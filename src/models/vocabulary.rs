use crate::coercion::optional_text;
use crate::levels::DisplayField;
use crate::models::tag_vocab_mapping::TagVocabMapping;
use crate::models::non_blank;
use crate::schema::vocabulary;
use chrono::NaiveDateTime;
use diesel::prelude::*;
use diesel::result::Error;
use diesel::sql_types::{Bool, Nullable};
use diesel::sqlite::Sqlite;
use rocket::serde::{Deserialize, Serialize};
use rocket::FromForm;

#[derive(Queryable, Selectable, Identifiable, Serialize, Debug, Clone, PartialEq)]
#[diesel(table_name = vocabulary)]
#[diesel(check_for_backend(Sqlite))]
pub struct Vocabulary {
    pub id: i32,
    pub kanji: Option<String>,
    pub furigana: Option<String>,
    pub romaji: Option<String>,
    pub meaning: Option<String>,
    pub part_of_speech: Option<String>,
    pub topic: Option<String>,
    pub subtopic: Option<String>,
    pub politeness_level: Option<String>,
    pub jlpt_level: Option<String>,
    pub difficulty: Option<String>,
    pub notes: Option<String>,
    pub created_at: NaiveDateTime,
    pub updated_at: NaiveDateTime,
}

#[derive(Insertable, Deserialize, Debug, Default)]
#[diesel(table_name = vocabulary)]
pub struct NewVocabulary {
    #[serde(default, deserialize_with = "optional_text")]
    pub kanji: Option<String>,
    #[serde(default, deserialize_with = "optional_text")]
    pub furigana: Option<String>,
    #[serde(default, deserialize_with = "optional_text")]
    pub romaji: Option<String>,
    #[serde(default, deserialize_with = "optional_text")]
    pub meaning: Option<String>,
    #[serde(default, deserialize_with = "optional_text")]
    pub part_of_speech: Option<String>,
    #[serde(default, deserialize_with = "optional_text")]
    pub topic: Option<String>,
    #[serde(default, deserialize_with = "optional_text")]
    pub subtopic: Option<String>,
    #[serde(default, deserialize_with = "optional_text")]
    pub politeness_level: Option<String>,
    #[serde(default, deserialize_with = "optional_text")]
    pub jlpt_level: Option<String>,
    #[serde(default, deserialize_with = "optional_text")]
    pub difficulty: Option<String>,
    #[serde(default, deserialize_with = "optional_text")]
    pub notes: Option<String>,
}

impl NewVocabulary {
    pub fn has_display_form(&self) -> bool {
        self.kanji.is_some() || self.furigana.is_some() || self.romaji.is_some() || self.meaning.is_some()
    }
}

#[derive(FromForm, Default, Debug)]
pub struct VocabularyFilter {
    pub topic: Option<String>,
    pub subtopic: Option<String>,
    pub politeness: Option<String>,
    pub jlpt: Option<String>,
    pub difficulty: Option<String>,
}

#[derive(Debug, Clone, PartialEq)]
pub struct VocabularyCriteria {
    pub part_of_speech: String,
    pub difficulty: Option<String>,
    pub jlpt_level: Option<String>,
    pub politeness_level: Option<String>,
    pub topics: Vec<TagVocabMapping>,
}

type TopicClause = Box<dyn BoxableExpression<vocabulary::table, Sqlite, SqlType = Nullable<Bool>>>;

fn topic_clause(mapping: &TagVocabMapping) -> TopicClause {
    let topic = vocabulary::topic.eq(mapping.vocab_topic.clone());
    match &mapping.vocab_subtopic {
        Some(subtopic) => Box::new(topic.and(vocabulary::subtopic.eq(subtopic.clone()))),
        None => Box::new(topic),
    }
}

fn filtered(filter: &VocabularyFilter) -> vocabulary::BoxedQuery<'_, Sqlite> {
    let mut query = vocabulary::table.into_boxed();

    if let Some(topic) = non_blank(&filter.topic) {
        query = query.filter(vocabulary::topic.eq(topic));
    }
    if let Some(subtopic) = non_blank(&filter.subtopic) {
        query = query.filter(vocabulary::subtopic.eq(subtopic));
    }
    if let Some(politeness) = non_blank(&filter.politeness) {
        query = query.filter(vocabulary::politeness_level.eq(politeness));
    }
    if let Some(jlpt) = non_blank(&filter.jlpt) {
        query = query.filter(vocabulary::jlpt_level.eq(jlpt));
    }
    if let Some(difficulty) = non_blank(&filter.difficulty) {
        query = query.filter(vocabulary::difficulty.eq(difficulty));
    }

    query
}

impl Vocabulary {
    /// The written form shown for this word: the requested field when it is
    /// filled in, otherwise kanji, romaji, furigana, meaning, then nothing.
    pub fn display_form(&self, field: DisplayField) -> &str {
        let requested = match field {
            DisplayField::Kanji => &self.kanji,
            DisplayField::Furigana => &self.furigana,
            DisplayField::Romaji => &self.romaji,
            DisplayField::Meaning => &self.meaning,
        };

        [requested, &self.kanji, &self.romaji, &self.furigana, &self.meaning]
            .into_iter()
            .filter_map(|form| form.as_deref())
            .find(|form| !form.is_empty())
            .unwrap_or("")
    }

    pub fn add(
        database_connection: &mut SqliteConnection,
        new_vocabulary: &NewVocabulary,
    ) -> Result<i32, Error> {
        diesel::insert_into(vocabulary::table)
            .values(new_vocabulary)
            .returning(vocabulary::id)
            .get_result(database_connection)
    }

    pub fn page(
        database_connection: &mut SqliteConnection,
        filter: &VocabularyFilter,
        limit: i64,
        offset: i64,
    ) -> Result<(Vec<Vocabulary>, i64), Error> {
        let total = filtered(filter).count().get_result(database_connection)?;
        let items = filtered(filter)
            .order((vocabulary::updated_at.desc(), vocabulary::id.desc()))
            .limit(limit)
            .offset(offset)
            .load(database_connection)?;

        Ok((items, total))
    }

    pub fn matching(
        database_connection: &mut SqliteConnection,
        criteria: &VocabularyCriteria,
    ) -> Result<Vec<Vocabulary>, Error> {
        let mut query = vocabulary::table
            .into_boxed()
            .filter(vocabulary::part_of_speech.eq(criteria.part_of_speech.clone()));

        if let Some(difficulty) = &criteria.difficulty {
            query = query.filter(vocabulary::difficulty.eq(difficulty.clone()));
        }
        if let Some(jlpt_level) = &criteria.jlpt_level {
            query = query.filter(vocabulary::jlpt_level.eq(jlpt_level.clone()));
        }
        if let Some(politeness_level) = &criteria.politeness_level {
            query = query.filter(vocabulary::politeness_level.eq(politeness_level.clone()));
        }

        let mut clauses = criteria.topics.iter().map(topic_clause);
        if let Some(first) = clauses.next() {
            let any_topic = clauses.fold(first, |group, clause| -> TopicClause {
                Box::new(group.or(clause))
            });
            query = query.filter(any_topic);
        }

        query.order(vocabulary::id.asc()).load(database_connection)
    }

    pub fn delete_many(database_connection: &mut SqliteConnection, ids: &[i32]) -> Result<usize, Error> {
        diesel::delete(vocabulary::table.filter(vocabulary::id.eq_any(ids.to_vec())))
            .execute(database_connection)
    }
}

*EXERCISE OBJECTIVE*.
Using the records above, set down exactly the lines from the one with "query = query.filter(vocabulary::subtopic.eq(subtopic));" through the one with "if let Some(jlpt)", inclusive, and nothing more.

*OUTPUT BELOW*.
        query = query.filter(vocabulary::subtopic.eq(subtopic));
    }
    if let Some(politeness) = non_blank(&filter.politeness) {
        query = query.filter(vocabulary::politeness_level.eq(politeness));
    }
    if let Some(jlpt) = non_blank(&filter.jlpt) {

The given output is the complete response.